▶ _TRY IT_
Print exactly the lines below between the line holding "out of capacity" and the line holding "Self::Failed(msg.into())", inclusive, and nothing more.
#### EXERCISE DATA ####
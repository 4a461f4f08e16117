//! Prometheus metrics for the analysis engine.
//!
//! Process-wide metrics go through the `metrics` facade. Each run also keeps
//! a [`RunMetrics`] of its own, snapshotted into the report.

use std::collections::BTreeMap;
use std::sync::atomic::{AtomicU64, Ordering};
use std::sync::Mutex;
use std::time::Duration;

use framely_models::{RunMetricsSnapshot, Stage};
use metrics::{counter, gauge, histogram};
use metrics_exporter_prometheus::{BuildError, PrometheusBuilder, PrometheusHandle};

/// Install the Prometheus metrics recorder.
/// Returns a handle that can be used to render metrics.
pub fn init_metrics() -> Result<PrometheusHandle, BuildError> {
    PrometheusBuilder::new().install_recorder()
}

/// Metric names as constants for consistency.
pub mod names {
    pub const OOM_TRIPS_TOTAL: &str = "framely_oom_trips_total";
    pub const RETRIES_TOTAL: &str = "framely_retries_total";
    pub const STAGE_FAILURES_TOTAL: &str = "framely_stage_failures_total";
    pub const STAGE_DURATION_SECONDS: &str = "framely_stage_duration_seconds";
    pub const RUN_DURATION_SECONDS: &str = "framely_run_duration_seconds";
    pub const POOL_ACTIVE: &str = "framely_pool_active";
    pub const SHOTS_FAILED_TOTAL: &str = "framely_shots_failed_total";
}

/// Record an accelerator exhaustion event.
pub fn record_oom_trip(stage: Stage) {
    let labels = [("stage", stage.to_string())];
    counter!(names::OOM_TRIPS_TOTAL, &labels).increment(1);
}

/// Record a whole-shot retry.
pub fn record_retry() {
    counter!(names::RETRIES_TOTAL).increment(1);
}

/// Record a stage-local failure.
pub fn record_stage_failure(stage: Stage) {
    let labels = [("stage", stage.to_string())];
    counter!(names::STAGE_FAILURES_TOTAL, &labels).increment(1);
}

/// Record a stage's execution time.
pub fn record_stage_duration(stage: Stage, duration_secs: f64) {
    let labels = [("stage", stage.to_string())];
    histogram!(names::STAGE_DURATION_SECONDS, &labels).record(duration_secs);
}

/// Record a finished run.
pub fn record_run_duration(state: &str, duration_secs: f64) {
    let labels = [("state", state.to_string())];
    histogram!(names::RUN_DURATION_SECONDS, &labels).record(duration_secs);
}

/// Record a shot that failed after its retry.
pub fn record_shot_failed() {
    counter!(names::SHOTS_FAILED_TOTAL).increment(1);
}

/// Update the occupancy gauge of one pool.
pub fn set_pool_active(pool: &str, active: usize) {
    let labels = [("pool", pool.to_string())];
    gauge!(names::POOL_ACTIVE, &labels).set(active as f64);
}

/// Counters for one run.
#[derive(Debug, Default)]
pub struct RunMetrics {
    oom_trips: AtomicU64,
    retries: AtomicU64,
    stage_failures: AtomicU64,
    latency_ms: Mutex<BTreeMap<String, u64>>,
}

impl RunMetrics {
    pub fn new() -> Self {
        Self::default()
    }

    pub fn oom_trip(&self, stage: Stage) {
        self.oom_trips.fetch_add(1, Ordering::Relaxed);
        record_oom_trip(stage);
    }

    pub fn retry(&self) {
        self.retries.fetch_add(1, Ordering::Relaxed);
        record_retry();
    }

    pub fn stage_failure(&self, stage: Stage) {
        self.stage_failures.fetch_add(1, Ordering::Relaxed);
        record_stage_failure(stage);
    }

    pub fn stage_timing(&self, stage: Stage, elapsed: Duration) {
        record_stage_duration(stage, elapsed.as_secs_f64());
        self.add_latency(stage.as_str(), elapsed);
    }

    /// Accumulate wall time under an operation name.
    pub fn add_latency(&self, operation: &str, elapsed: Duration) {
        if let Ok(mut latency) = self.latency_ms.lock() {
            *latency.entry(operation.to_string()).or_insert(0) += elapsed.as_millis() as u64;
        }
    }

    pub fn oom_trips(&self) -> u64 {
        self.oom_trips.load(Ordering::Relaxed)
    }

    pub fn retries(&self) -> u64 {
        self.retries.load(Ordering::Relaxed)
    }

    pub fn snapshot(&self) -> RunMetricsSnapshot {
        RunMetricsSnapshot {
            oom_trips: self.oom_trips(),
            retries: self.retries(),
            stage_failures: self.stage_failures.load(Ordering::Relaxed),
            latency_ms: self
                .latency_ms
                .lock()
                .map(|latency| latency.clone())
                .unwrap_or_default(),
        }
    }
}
####
#### EXERCISE DATA ####
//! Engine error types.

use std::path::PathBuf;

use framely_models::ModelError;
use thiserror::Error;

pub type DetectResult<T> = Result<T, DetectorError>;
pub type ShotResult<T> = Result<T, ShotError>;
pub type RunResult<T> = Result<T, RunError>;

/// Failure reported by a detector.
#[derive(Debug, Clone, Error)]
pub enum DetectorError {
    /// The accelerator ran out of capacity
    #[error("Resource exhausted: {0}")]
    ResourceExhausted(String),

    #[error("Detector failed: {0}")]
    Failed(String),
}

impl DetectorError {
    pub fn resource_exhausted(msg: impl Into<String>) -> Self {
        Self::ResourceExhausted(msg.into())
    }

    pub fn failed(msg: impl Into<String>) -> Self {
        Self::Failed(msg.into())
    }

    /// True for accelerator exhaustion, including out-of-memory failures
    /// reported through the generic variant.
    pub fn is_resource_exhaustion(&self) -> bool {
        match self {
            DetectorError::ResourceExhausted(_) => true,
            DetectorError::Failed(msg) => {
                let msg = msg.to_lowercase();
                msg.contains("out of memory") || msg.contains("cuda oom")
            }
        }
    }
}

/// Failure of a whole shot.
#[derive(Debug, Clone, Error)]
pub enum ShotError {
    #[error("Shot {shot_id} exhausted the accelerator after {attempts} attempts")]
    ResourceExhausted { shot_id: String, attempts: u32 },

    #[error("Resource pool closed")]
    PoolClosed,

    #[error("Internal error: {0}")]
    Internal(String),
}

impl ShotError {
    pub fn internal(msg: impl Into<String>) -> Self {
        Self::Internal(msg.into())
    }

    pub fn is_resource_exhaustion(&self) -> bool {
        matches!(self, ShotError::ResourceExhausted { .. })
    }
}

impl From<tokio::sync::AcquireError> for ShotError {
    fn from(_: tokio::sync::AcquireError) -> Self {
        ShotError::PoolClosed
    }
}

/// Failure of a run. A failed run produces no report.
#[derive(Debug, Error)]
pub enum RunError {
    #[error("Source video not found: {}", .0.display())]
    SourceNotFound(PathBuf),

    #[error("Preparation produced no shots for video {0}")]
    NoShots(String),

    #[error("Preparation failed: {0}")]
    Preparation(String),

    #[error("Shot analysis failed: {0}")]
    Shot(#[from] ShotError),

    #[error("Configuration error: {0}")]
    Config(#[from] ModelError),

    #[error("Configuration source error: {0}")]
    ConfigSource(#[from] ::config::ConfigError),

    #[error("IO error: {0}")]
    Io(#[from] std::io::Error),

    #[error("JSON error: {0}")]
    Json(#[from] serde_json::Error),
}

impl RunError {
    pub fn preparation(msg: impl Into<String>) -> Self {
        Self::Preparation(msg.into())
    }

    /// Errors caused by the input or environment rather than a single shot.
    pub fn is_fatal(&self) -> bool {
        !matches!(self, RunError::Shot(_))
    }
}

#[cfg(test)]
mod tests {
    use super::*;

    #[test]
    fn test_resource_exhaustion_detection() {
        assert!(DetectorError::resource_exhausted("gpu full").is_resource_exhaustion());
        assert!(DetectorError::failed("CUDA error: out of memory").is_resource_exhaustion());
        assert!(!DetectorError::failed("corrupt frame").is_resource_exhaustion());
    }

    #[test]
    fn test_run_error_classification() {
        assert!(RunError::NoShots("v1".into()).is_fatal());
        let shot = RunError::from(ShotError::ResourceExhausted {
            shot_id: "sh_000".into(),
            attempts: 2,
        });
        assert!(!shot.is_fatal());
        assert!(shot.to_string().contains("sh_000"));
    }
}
####
#### EXERCISE DATA ####
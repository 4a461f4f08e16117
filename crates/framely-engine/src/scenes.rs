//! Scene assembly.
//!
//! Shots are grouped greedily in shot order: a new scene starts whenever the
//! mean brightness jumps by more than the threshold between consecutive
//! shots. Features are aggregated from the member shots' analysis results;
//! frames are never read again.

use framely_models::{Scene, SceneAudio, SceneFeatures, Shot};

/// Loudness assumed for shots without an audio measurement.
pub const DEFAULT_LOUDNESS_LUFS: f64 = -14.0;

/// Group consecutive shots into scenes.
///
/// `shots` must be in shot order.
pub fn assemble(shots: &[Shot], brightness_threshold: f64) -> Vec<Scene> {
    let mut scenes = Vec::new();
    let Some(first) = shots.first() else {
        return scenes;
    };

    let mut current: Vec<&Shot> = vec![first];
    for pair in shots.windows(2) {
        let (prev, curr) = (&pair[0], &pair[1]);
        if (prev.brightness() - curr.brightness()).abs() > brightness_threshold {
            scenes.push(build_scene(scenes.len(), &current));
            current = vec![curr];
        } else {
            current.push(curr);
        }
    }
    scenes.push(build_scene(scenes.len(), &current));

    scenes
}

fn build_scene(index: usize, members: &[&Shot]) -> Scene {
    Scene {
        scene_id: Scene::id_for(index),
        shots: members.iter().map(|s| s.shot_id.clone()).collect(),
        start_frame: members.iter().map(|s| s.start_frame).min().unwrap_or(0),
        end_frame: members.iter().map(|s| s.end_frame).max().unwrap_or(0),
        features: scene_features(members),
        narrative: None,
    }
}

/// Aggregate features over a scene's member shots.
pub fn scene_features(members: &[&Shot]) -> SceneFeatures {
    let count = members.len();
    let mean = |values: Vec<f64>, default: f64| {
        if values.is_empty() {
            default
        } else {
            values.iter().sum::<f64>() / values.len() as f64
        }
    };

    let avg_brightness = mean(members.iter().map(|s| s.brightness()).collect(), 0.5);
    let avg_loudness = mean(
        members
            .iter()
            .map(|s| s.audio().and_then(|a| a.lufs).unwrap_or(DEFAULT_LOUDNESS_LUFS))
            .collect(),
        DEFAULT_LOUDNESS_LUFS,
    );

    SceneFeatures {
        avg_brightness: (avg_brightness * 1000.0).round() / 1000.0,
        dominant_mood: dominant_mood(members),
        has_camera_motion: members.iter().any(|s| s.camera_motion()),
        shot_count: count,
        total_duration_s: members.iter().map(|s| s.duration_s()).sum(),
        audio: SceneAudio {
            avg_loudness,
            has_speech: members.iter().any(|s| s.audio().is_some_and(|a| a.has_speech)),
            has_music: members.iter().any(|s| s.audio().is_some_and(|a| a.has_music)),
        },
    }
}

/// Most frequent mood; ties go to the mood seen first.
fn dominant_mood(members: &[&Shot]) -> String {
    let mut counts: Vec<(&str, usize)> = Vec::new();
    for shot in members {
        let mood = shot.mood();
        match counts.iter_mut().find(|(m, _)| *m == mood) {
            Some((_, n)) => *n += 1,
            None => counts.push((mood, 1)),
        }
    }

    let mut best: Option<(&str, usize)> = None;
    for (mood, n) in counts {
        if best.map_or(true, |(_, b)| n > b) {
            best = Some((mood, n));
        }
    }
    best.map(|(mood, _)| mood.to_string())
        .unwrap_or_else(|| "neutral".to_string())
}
####
▶ _SOLUTION TO THIS EXERCISE_
    /// The accelerator ran out of capacity
    #[error("Resource exhausted: {0}")]
    ResourceExhausted(String),

    #[error("Detector failed: {0}")]
    Failed(String),
}

impl DetectorError {
    pub fn resource_exhausted(msg: impl Into<String>) -> Self {
        Self::ResourceExhausted(msg.into())
    }

    pub fn failed(msg: impl Into<String>) -> Self {
        Self::Failed(msg.into())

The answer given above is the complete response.